With PC sales on the decline, tablets are picking up the slack as the technology of choice for cost and size savvy consumers all over the world.
Sales of personal computers will fall 7.8 percent this year, according to market researcher IDC, while tablets will see an increase of almost 60 percent this year to 229.3 million a pace which has the handheld computing devices set to take over desktop computers by 2015.
The fantastic growth and diversity spawning in the tablet space is spawning from demand for a lower cost alternative to Apple’s (NASDAQ:AAPL) iPad. Market competition from other tech giants including Google (NASDAQ:GOOG), Samsung (SSNLF.PK), and Amazon (NASDAQ:AMZN) is slated to bring down the price of tablets 11 percent this year, to $381.
Consumers seem to want continually smaller computing devices, with the advent of the iPad mini, and all of its competitors are working to make the devices as conveniently sized as possible. Furthermore, overall demand for computing power makes owning a new desktop less and less appealing, with the most basic of needs satisfied elegantly on various tablets.

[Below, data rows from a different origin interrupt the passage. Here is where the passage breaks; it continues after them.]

use crate::error::{CrewError, Result};
use regex::Regex;
use std::path::{Path, PathBuf};
use std::sync::OnceLock;

// ---------------------------------------------------------------------------
// Directory constants
// ---------------------------------------------------------------------------

pub const CLAUDE_DIR: &str = ".claude";
pub const AGENTS_DIR: &str = "agents";
pub const SKILLS_DIR: &str = "skills";
pub const PLUGINS_DIR: &str = "plugins";

pub const CONFIG_FILE: &str = ".claude/crew.yaml";
pub const METADATA_FILE: &str = ".claude/crew-metadata.json";

// ---------------------------------------------------------------------------
// Project-scoped paths
// ---------------------------------------------------------------------------

pub fn project_claude_dir(root: &Path) -> PathBuf {
    root.join(CLAUDE_DIR)
}

pub fn project_agents_dir(root: &Path) -> PathBuf {
    project_claude_dir(root).join(AGENTS_DIR)
}

pub fn config_path(root: &Path) -> PathBuf {
    root.join(CONFIG_FILE)
}

pub fn agent_file(root: &Path, name: &str) -> PathBuf {
    project_agents_dir(root).join(format!("{name}.md"))
}

// ---------------------------------------------------------------------------
// User-scoped paths (~/.claude)
// ---------------------------------------------------------------------------

pub fn user_claude_dir() -> Result<PathBuf> {
    home::home_dir()
        .map(|h| h.join(CLAUDE_DIR))
        .ok_or(CrewError::HomeNotFound)
}

// ---------------------------------------------------------------------------
// Agent identifiers
// ---------------------------------------------------------------------------

/// Turn a file stem or free-form title into an agent identifier:
/// lowercase ASCII alphanumerics separated by single hyphens.
pub fn slugify(raw: &str) -> String {
    let mut out = String::with_capacity(raw.len());
    let mut pending_dash = false;
    for c in raw.chars() {
        if c.is_ascii_alphanumeric() {
            if pending_dash && !out.is_empty() {
                out.push('-');
            }
            pending_dash = false;
            out.push(c.to_ascii_lowercase());
        } else {
            pending_dash = true;
        }
    }
    out
}

static NAME_RE: OnceLock<Regex> = OnceLock::new();

fn name_re() -> &'static Regex {
    NAME_RE.get_or_init(|| {
        Regex::new(r"^[a-z0-9][a-z0-9\-]*[a-z0-9]$|^[a-z0-9]$").expect("static regex")
    })
}

pub fn validate_name(name: &str) -> Result<()> {
    if name.is_empty() || name.len() > 64 || !name_re().is_match(name) {
        return Err(CrewError::InvalidName(name.to_string()));
    }
    Ok(())
}

// ---------------------------------------------------------------------------
// Tests
// ---------------------------------------------------------------------------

An often overlooked niche in the PC space, DIY desktops are also facing a precarious market position as momentum is moving away from them. Intel (NASDAQ:INTC) has announced that it is leaving the motherboard manufacturing space, expressly indicating a move towards mobile and more compact computing. As desktops have been forced to adapt in response to all the market competition from other sources, those looking to build their own computers see the market running away from them, with all of the ports and slots needed to customize one’s PC getting more and more consolidated. With Intel leaving the motherboard space, the future of DIY PC’s remains uncertain for all but the most dedicated, with high-end gamers already shopping other places for more expensive motherboards.
Not everyone is so optimistic about tablets, though. BlackBerry (NASDAQ:BBRY) Chief Executive Officer Thorsten Heins has his doubts about the future of tablet devices. Issuing some pretty bleak words for the handheld computers, the chief executive commented, “In five years I don’t think there’ll be a reason to have a tablet anymore,” adding, “Maybe a big screen in your workspace, but not a tablet as such. Tablets themselves are not a good business model.”
The words have some wondering whether or not BlackBerry will follow up its ill-fated Playbook device, which saw the company unable to get rid of the inventory that it had purchased. Heins has indicated that his company will not return to the tablet space unless he is sure it can be profitable and that, “I want to gain as much market share as I can, but not by being a copycat.”
Instead, Mr. Heins appears to be putting his faith in the future of phones, with their computing power ever increasing. The BlackBerry Q10 has been selling in the U.K. for about a month now, and initial signs were positive, according to Heins. With competition pushing phones to ever higher computing achievements, in the long run, Mr. Heins could be right, and sales of his company’s Q10 could be a catalyst in the future movement he predicts away from tablets, should they be strong.